Saved data entries
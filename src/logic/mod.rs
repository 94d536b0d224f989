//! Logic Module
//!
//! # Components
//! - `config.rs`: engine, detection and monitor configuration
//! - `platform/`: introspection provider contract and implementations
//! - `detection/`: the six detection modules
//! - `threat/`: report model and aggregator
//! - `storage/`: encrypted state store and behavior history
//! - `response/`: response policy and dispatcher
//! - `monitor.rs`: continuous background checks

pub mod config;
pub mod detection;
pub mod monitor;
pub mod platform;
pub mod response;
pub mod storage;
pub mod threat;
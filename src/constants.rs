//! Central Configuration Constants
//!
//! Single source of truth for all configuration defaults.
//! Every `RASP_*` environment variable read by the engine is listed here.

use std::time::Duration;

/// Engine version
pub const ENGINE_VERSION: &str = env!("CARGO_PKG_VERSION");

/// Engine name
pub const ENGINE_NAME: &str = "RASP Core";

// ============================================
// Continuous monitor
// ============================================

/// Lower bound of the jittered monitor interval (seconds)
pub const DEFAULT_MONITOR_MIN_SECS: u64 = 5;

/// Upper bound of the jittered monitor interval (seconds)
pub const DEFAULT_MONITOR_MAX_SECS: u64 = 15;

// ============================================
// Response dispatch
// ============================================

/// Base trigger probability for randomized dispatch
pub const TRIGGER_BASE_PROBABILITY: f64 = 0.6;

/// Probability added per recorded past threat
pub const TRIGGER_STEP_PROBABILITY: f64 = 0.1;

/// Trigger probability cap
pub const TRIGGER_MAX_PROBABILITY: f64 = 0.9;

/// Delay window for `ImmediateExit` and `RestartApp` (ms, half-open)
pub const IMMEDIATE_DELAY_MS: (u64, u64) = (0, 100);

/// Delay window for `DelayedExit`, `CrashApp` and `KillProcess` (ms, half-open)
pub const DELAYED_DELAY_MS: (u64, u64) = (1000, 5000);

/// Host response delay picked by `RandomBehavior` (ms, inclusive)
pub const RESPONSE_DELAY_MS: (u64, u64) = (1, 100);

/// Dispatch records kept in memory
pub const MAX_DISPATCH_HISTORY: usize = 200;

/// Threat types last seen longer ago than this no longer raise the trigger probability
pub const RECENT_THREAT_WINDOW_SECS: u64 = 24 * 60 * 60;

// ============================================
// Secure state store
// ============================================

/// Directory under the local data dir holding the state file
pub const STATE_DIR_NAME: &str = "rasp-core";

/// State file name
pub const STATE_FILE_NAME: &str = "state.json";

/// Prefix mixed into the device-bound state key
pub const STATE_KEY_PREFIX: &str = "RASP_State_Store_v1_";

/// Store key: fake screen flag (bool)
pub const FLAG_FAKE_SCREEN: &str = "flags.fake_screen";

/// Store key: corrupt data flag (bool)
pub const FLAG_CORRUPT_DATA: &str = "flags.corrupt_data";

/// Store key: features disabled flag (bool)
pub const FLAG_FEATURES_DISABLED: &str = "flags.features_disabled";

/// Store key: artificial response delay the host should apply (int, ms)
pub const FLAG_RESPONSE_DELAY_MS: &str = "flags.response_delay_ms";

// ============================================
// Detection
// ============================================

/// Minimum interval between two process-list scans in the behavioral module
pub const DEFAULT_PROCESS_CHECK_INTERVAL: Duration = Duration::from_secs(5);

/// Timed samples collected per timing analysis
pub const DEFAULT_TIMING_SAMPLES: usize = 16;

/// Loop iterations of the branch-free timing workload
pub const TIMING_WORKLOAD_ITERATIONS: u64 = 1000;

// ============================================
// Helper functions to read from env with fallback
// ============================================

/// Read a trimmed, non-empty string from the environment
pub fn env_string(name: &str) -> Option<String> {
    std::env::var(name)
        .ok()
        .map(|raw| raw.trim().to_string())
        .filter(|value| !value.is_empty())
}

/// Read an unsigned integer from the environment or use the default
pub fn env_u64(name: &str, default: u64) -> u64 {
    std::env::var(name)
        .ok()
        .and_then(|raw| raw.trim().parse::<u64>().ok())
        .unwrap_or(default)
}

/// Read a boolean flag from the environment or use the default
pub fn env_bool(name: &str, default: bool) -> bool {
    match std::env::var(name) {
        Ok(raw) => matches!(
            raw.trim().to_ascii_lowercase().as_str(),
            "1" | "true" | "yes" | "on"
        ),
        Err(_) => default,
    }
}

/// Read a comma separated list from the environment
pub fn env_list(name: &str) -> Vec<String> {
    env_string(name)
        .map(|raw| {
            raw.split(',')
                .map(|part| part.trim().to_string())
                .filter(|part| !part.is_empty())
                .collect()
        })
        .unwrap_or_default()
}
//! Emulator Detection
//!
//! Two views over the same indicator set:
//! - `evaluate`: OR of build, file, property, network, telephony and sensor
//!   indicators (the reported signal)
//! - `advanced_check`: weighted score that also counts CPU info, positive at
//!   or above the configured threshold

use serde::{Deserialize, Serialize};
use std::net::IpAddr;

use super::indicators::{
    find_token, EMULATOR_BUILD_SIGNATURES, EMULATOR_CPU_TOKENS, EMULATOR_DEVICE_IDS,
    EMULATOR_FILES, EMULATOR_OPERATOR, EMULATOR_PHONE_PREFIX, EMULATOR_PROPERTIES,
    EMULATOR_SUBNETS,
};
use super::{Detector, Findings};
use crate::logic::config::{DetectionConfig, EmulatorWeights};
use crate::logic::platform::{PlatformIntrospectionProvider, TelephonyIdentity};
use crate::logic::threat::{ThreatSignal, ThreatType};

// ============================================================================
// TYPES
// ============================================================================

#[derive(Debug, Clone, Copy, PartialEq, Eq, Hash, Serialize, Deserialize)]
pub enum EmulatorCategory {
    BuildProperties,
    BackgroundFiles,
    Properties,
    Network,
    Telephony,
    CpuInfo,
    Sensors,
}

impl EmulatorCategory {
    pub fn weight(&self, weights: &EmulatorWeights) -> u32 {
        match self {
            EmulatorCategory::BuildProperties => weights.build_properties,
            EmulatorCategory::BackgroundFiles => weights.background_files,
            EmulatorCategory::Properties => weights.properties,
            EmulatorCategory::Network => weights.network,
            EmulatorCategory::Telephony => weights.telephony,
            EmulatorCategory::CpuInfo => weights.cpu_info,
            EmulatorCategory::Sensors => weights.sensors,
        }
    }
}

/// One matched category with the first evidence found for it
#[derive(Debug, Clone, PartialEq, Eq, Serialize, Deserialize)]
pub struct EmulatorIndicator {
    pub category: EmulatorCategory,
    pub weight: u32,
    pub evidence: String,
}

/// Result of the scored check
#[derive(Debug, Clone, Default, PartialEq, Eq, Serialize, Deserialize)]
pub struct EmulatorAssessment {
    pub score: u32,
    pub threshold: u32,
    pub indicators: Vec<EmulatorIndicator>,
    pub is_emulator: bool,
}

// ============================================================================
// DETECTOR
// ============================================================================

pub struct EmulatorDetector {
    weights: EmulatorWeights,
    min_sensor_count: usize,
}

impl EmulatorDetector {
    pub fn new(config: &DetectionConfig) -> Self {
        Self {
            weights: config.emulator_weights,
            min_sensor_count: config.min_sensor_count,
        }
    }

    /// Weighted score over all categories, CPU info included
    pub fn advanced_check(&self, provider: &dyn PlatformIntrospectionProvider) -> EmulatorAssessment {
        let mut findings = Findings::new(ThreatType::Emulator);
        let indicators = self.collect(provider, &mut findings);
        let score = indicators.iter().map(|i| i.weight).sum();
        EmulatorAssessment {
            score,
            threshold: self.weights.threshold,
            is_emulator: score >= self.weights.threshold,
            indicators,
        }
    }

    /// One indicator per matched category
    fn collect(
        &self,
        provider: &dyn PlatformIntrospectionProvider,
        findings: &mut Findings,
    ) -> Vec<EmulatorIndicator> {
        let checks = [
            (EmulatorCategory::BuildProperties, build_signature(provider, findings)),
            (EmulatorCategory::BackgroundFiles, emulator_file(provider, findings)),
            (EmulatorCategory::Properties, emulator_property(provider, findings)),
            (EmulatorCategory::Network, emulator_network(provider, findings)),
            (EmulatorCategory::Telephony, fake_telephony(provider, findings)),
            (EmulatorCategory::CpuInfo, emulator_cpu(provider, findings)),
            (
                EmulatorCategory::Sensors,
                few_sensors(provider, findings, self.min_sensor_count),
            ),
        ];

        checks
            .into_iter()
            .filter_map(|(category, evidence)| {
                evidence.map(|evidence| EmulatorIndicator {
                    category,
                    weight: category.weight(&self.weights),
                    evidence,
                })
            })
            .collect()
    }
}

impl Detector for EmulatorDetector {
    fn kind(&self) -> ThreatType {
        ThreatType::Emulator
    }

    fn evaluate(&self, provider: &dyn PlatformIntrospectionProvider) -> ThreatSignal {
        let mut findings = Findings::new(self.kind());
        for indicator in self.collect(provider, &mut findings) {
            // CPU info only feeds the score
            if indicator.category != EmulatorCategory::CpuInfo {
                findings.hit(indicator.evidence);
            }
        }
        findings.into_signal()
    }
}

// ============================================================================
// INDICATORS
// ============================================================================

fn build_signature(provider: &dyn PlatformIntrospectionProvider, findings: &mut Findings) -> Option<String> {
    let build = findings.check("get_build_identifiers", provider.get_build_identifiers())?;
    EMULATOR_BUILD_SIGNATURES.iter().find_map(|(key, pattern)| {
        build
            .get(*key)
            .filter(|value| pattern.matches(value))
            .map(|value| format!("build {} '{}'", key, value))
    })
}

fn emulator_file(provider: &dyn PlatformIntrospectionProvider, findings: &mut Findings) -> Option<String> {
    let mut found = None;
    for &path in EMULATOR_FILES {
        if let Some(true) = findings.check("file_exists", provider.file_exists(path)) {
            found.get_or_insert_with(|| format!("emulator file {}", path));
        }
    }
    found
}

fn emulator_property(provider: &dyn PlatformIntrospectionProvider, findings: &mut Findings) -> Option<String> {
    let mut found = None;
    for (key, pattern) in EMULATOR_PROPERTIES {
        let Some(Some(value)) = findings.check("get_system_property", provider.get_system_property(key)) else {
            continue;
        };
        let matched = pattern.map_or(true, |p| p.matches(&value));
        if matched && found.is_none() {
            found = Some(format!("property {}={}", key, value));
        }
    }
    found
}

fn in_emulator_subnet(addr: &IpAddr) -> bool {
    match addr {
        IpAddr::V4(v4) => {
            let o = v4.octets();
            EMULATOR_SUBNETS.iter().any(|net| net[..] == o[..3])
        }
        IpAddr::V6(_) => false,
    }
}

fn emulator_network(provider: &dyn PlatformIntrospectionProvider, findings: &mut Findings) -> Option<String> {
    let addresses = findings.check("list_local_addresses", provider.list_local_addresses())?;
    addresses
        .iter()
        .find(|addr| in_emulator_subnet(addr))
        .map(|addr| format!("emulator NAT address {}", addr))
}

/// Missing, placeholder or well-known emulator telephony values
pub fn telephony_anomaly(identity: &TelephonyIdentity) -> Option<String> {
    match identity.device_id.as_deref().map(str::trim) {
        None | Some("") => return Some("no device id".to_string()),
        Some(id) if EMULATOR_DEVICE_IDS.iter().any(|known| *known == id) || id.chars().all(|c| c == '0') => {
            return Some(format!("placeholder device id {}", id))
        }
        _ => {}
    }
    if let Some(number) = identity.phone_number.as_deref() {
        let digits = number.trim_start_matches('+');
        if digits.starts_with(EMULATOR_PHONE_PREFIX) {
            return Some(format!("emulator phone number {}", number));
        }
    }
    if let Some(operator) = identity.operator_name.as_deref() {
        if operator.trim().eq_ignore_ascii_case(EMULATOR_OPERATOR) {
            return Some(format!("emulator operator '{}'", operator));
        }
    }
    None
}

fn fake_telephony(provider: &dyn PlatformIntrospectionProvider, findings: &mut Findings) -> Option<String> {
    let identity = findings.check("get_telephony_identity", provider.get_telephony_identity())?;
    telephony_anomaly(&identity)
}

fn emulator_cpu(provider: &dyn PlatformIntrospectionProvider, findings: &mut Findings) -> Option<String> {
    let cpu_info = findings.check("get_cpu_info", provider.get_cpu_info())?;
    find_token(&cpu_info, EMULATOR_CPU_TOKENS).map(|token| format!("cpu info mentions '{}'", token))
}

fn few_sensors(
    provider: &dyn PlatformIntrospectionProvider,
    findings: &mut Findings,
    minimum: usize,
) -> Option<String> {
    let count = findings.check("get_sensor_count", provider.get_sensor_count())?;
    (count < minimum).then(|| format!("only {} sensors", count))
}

==

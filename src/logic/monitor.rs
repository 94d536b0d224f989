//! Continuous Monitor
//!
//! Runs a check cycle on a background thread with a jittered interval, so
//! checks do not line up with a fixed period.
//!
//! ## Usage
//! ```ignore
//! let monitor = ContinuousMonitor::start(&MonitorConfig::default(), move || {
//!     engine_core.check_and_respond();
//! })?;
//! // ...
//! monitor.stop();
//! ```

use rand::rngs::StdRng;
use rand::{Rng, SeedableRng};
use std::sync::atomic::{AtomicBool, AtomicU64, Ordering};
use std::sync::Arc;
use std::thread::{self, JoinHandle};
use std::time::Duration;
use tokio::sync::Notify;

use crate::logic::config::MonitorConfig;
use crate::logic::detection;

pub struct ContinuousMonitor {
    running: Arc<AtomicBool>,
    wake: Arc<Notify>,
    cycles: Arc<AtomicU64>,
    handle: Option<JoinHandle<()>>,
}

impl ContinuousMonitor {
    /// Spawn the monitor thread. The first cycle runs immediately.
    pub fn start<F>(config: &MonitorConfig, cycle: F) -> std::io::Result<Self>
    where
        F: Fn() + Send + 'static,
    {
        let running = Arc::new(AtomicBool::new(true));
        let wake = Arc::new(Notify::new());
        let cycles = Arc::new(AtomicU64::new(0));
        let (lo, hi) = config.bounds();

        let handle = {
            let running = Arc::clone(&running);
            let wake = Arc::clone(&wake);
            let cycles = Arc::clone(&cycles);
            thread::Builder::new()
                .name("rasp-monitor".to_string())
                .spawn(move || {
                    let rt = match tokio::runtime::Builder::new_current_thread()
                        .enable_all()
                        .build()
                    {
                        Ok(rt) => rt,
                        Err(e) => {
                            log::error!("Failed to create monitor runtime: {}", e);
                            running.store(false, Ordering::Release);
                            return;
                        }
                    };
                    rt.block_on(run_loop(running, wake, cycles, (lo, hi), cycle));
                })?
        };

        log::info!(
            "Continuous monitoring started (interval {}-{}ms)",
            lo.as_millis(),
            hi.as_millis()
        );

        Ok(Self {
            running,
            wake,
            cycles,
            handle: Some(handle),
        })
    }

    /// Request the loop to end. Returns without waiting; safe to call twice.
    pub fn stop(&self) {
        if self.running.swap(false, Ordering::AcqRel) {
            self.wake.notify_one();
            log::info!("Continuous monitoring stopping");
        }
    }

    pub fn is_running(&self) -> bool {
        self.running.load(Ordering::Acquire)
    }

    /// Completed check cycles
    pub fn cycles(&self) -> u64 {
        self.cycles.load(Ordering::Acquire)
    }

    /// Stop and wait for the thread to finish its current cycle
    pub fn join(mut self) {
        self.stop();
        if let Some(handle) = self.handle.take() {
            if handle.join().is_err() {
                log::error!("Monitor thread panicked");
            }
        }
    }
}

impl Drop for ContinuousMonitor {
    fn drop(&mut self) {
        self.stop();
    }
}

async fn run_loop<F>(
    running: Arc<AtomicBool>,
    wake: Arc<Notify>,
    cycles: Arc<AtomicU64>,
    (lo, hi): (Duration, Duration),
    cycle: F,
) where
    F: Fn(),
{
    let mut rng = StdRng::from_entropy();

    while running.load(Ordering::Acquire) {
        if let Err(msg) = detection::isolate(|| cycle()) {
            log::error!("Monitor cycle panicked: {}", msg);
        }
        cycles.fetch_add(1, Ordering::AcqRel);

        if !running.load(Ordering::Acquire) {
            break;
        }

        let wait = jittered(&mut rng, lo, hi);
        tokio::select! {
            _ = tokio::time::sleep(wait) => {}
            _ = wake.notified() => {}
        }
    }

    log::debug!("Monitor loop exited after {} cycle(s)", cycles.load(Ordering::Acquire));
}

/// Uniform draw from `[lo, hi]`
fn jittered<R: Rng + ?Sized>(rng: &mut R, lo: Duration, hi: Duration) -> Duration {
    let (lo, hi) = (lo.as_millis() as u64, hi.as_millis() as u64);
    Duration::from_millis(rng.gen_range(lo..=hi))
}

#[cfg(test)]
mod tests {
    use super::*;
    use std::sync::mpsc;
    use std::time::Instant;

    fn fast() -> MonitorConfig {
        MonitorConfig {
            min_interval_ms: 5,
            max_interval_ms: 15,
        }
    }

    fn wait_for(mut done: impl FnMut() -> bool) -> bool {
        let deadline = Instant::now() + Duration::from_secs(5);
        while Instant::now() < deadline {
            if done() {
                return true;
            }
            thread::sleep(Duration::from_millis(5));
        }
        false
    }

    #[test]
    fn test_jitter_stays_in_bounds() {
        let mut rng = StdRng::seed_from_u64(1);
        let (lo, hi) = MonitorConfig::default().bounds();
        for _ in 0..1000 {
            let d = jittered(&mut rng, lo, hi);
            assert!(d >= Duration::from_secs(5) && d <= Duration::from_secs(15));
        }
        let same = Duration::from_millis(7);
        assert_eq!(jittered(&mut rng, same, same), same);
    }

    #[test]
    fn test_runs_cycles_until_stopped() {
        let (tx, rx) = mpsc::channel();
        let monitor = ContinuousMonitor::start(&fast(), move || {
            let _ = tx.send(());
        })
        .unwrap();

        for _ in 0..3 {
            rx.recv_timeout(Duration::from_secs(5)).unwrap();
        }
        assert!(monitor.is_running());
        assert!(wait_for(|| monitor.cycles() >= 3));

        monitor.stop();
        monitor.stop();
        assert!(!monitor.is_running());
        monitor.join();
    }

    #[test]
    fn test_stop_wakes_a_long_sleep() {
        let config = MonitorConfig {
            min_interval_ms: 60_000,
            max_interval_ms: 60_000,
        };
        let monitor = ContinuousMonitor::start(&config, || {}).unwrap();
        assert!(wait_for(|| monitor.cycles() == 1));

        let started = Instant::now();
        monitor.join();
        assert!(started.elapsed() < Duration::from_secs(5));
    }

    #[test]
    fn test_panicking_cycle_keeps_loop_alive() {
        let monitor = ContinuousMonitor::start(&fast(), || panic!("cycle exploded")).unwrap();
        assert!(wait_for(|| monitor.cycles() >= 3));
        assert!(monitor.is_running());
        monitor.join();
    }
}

What the exercise asks -
When the line with "fn build_signature(provider: &dyn" is reached in the data above, begin copying, and stop after the line with "Some(id) if EMULATOR_DEVICE_IDS.iter().any(|known|"; copy each line exactly, both ends included.

Solved problem -
fn build_signature(provider: &dyn PlatformIntrospectionProvider, findings: &mut Findings) -> Option<String> {
    let build = findings.check("get_build_identifiers", provider.get_build_identifiers())?;
    EMULATOR_BUILD_SIGNATURES.iter().find_map(|(key, pattern)| {
        build
            .get(*key)
            .filter(|value| pattern.matches(value))
            .map(|value| format!("build {} '{}'", key, value))
    })
}

fn emulator_file(provider: &dyn PlatformIntrospectionProvider, findings: &mut Findings) -> Option<String> {
    let mut found = None;
    for &path in EMULATOR_FILES {
        if let Some(true) = findings.check("file_exists", provider.file_exists(path)) {
            found.get_or_insert_with(|| format!("emulator file {}", path));
        }
    }
    found
}

fn emulator_property(provider: &dyn PlatformIntrospectionProvider, findings: &mut Findings) -> Option<String> {
    let mut found = None;
    for (key, pattern) in EMULATOR_PROPERTIES {
        let Some(Some(value)) = findings.check("get_system_property", provider.get_system_property(key)) else {
            continue;
        };
        let matched = pattern.map_or(true, |p| p.matches(&value));
        if matched && found.is_none() {
            found = Some(format!("property {}={}", key, value));
        }
    }
    found
}

fn in_emulator_subnet(addr: &IpAddr) -> bool {
    match addr {
        IpAddr::V4(v4) => {
            let o = v4.octets();
            EMULATOR_SUBNETS.iter().any(|net| net[..] == o[..3])
        }
        IpAddr::V6(_) => false,
    }
}

fn emulator_network(provider: &dyn PlatformIntrospectionProvider, findings: &mut Findings) -> Option<String> {
    let addresses = findings.check("list_local_addresses", provider.list_local_addresses())?;
    addresses
        .iter()
        .find(|addr| in_emulator_subnet(addr))
        .map(|addr| format!("emulator NAT address {}", addr))
}

/// Missing, placeholder or well-known emulator telephony values
pub fn telephony_anomaly(identity: &TelephonyIdentity) -> Option<String> {
    match identity.device_id.as_deref().map(str::trim) {
        None | Some("") => return Some("no device id".to_string()),
        Some(id) if EMULATOR_DEVICE_IDS.iter().any(|known| *known == id) || id.chars().all(|c| c == '0') => {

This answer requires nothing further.